§ Entries shown:
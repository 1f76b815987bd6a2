//! `ship-rates` server binary.

use anyhow::Context;
use clap::Parser;
use ship_rates::api::rest::{AppState, create_router};
use ship_rates::application::services::QuoteAggregationEngine;
use ship_rates::infrastructure::carriers::StaticAdapterRegistry;
use ship_rates::settings::AppConfig;
use ship_rates::telemetry;
use std::path::PathBuf;
use std::sync::Arc;

#[derive(Parser)]
#[command(name = "ship-rates")]
#[command(about = "Ranks shipping quotes from many carriers", version)]
struct Args {
    /// Configuration file; `ship-rates.toml` is used if present
    #[arg(short, long)]
    config: Option<PathBuf>,

    /// Override the listen port
    #[arg(short, long)]
    port: Option<u16>,

    /// Log as JSON lines
    #[arg(long)]
    json_logs: bool,

    /// Validate configuration and exit
    #[arg(long)]
    check: bool,
}

#[tokio::main]
async fn main() -> anyhow::Result<()> {
    let args = Args::parse();
    dotenvy::dotenv().ok();

    let mut config =
        AppConfig::load(args.config.as_deref()).context("failed to load configuration")?;
    if let Some(port) = args.port {
        config.server.port = port;
    }

    telemetry::init_tracing(args.json_logs || config.log.json);
    for warning in config.warnings() {
        tracing::warn!("{}", warning);
    }

    if args.check {
        tracing::info!(
            carriers = config.aggregation.carriers.len(),
            top_k = config.aggregation.top_k,
            "configuration is valid"
        );
        return Ok(());
    }

    let registry = StaticAdapterRegistry::envia(&config.aggregation.carriers, &config.envia)
        .context("failed to build carrier adapters")?;
    let adapters = registry.len();
    let engine = QuoteAggregationEngine::new(
        Arc::new(registry),
        Arc::from(config.ranking.strategy()),
        Arc::new(config.region_table()?),
        config.aggregation.clone(),
    );

    let state = AppState::new(Arc::new(engine), config.origin.clone(), config.default_package.clone());
    let router = create_router(state);

    let address = config.server.bind_address();
    let listener = tokio::net::TcpListener::bind(&address)
        .await
        .with_context(|| format!("failed to bind {}", address))?;
    tracing::info!(
        %address,
        adapters,
        base_url = config.envia.base_url(),
        "ship-rates listening"
    );

    axum::serve(listener, router)
        .with_graceful_shutdown(shutdown_signal())
        .await?;

    tracing::info!("ship-rates stopped");
    Ok(())
}

async fn shutdown_signal() {
    if let Err(error) = tokio::signal::ctrl_c().await {
        tracing::error!(%error, "failed to listen for shutdown signal");
        std::future::pending::<()>().await;
    }
}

§ Activity:
Please return every line of the records that contains the word "info".

§ Result of the exercise:
        tracing::info!(
    tracing::info!(
    tracing::info!("ship-rates stopped");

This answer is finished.